[Saved entries]

**********

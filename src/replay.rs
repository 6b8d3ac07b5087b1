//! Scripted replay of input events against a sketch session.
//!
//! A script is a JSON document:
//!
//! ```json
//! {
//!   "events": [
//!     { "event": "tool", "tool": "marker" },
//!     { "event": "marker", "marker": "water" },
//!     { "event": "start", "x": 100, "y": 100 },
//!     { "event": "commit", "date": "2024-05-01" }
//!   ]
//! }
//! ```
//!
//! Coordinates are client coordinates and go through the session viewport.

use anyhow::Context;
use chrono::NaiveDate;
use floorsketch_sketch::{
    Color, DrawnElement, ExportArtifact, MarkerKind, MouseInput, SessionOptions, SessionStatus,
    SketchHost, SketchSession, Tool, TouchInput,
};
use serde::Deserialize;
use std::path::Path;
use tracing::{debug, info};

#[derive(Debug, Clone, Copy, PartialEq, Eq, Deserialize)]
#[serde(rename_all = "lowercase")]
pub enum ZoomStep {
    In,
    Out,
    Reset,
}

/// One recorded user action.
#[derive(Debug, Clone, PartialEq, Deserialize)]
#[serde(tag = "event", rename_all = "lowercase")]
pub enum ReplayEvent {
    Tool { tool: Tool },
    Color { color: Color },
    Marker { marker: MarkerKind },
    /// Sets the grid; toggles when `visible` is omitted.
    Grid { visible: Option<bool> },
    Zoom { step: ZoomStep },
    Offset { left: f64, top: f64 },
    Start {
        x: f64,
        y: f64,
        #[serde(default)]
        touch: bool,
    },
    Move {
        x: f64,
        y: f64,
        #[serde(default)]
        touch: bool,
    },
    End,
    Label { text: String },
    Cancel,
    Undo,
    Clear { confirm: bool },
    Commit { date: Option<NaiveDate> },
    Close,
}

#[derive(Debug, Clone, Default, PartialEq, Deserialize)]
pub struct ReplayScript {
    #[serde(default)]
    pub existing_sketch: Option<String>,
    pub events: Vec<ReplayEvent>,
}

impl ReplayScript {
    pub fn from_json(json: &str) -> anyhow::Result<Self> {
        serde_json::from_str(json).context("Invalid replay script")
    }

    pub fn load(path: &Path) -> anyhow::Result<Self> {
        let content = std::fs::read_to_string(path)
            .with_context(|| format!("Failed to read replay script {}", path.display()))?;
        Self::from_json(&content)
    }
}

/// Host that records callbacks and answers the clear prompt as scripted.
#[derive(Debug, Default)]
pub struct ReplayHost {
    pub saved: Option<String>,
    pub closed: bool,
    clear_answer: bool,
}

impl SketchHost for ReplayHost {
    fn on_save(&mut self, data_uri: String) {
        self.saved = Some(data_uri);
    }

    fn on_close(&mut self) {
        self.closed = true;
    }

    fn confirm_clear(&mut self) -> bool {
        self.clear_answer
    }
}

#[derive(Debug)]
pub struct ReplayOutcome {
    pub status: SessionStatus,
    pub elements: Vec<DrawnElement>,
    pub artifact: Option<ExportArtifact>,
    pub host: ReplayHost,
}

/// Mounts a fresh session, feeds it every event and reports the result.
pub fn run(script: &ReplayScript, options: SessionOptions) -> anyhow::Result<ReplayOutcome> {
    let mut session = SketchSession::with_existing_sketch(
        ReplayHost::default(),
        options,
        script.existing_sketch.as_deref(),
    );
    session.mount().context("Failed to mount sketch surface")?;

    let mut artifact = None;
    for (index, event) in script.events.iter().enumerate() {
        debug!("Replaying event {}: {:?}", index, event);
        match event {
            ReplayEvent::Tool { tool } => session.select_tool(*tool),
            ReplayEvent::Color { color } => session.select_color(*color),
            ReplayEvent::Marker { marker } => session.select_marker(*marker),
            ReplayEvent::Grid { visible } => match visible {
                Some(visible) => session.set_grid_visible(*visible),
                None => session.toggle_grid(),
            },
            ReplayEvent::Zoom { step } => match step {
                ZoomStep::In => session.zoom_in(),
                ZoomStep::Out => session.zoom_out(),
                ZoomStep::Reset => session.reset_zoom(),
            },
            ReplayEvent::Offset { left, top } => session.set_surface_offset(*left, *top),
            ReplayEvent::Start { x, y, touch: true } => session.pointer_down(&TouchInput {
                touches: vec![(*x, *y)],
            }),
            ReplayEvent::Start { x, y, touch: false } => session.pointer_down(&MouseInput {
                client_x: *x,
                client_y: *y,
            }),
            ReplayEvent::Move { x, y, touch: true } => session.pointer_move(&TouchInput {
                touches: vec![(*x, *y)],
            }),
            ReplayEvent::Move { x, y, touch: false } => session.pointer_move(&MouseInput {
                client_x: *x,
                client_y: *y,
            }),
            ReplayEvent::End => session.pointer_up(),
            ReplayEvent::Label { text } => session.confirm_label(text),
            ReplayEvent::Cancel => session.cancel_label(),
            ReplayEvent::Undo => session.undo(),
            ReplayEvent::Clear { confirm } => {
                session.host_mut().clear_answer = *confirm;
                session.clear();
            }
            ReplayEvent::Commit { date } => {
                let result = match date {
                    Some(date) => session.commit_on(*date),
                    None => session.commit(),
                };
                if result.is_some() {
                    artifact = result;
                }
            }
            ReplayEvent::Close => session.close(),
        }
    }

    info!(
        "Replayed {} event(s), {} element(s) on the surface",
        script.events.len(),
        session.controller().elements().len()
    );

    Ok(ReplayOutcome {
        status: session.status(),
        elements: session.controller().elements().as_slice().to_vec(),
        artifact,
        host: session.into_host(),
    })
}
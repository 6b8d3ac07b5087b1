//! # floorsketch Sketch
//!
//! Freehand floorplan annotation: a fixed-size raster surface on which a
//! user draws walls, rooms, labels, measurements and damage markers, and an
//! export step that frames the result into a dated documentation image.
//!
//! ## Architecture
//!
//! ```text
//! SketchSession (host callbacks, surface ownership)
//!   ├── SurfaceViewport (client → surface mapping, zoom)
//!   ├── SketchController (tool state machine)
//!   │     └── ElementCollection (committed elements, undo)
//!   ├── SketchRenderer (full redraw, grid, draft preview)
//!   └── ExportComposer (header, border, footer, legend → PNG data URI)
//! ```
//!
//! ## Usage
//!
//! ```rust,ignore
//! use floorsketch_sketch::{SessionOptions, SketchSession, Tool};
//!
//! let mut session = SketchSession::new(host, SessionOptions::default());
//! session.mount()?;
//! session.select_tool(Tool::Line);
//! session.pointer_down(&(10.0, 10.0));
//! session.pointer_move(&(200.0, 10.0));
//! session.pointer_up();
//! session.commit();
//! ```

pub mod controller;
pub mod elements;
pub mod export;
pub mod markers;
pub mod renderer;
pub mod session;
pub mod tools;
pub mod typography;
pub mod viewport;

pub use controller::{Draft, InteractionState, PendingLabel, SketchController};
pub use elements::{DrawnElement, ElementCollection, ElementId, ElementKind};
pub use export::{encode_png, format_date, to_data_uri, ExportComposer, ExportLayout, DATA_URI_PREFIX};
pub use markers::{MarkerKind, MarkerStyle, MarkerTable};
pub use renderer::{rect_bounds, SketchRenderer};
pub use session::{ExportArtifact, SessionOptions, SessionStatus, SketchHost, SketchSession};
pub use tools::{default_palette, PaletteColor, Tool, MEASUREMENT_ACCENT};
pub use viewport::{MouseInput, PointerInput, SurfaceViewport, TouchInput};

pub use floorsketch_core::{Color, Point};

**********

=== Work item ===
Pick out, from the lines above, every one that contains the string "struct".

=== Output for this task ===
pub struct ReplayScript {
pub struct ReplayHost {
pub struct ReplayOutcome {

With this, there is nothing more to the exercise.